■ Aim of the exercise
Using the records below, give again exactly the lines from the line that contains "g.packets.clear();" through the line that contains "marks the session", both ends included, and only those.

[Stored data entries]
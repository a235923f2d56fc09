//! Thread-safe FIFO of compressed packets between the read loop and the decoder.
//!
//! The queue also owns the session's cooperative cancellation state:
//! - `playing`: cleared by any thread to stop the session
//! - `finished`: set by the read loop once the source is exhausted
//!
//! Both flags live under the same mutex as the packets, and every transition that could
//! leave a consumer parked (`finish`, `stop`) broadcasts on the condition variable.

use std::collections::VecDeque;
use std::sync::{Condvar, Mutex, MutexGuard, PoisonError};

use crate::error::QueueError;
use crate::packet::CompressedPacket;

/// Outcome of [`PacketQueue::pop`].
#[derive(Debug, PartialEq, Eq)]
pub enum Pop {
    /// Ownership of the head packet passes to the caller.
    Packet(CompressedPacket),
    /// Non-blocking pop found the queue empty.
    WouldBlock,
    /// The session is no longer playing.
    Stopped,
    /// The source is exhausted and every packet was delivered. This call marked the
    /// session stopped; later calls report [`Pop::Stopped`].
    Drained,
}

/// Packet queue bounded by the producer via [`PacketQueue::size_bytes`].
///
/// ## Design
/// - **Single consumer transfer**: a popped packet is removed under the lock, so no two
///   `pop` calls can observe the same packet.
/// - Uses a single [`Condvar`] as a general "state changed" signal.
/// - `size` always equals the sum of the byte lengths of the queued packets.
pub struct PacketQueue {
    inner: Mutex<QueueInner>,
    cv: Condvar,
}

struct QueueInner {
    packets: VecDeque<CompressedPacket>,
    size: usize,
    playing: bool,
    finished: bool,
}

impl Default for PacketQueue {
    fn default() -> Self {
        Self::new()
    }
}

impl PacketQueue {
    /// Create an empty, idle queue. Call [`PacketQueue::start`] before producing into it.
    pub fn new() -> Self {
        Self {
            inner: Mutex::new(QueueInner {
                packets: VecDeque::new(),
                size: 0,
                playing: false,
                finished: false,
            }),
            cv: Condvar::new(),
        }
    }

    fn lock(&self) -> MutexGuard<'_, QueueInner> {
        self.inner.lock().unwrap_or_else(PoisonError::into_inner)
    }

    /// Reset the queue for a new session: drop leftovers, mark playing, clear end of stream.
    pub fn start(&self) {
        let mut g = self.lock();
        g.packets.clear();
        g.size = 0;
        g.playing = true;
        g.finished = false;
    }

    /// Append a clone of `packet` and wake one waiter.
    ///
    /// The caller keeps its own copy; only the reference-counted payload is shared.
    /// Never blocks on capacity. Fails only if the node cannot be allocated.
    pub fn push(&self, packet: &CompressedPacket) -> Result<(), QueueError> {
        let mut g = self.lock();
        g.packets
            .try_reserve(1)
            .map_err(|_| QueueError::OutOfMemory)?;
        g.size += packet.len();
        g.packets.push_back(packet.clone());
        drop(g);
        self.cv.notify_one();
        Ok(())
    }

    /// Take the head packet.
    ///
    /// With `blocking`, waits until a packet arrives or the session can no longer produce
    /// one. When the source is exhausted and the queue is drained, this marks the session
    /// stopped (clears `playing`), wakes everyone else and returns [`Pop::Drained`].
    pub fn pop(&self, blocking: bool) -> Pop {
        let mut g = self.lock();
        loop {
            if !g.playing {
                return Pop::Stopped;
            }

            if let Some(packet) = g.packets.pop_front() {
                g.size -= packet.len();
                return Pop::Packet(packet);
            }

            if !blocking {
                return Pop::WouldBlock;
            }

            if g.finished {
                g.playing = false;
                drop(g);
                self.cv.notify_all();
                return Pop::Drained;
            }

            g = self.cv.wait(g).unwrap_or_else(PoisonError::into_inner);
        }
    }

    /// Mark the source exhausted. Queued packets are still delivered before `pop` reports
    /// [`Pop::Stopped`].
    pub fn finish(&self) {
        let mut g = self.lock();
        g.finished = true;
        drop(g);
        self.cv.notify_all();
    }

    /// Clear `playing` and wake all waiters. Returns whether the session was playing.
    ///
    /// Idempotent and safe to call from any thread.
    pub fn stop(&self) -> bool {
        let mut g = self.lock();
        let was_playing = g.playing;
        g.playing = false;
        drop(g);
        self.cv.notify_all();
        was_playing
    }

    /// Broadcast a state-changed wakeup without touching the flags.
    pub fn wake_all(&self) {
        self.cv.notify_all();
    }

    /// Block until `playing` is cleared, by [`PacketQueue::stop`] or by a drained `pop`.
    pub fn wait_until_stopped(&self) {
        let mut g = self.lock();
        while g.playing {
            g = self.cv.wait(g).unwrap_or_else(PoisonError::into_inner);
        }
    }

    pub fn is_playing(&self) -> bool {
        self.lock().playing
    }

    pub fn is_finished(&self) -> bool {
        self.lock().finished
    }

    /// Cumulative byte length of the queued packets (best-effort snapshot).
    pub fn size_bytes(&self) -> usize {
        self.lock().size
    }

    /// Number of queued packets (best-effort snapshot).
    pub fn len(&self) -> usize {
        self.lock().packets.len()
    }

    pub fn is_empty(&self) -> bool {
        self.lock().packets.is_empty()
    }
}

■ Written answer
        g.packets.clear();
        g.size = 0;
        g.playing = true;
        g.finished = false;
    }

    /// Append a clone of `packet` and wake one waiter.
    ///
    /// The caller keeps its own copy; only the reference-counted payload is shared.
    /// Never blocks on capacity. Fails only if the node cannot be allocated.
    pub fn push(&self, packet: &CompressedPacket) -> Result<(), QueueError> {
        let mut g = self.lock();
        g.packets
            .try_reserve(1)
            .map_err(|_| QueueError::OutOfMemory)?;
        g.size += packet.len();
        g.packets.push_back(packet.clone());
        drop(g);
        self.cv.notify_one();
        Ok(())
    }

    /// Take the head packet.
    ///
    /// With `blocking`, waits until a packet arrives or the session can no longer produce
    /// one. When the source is exhausted and the queue is drained, this marks the session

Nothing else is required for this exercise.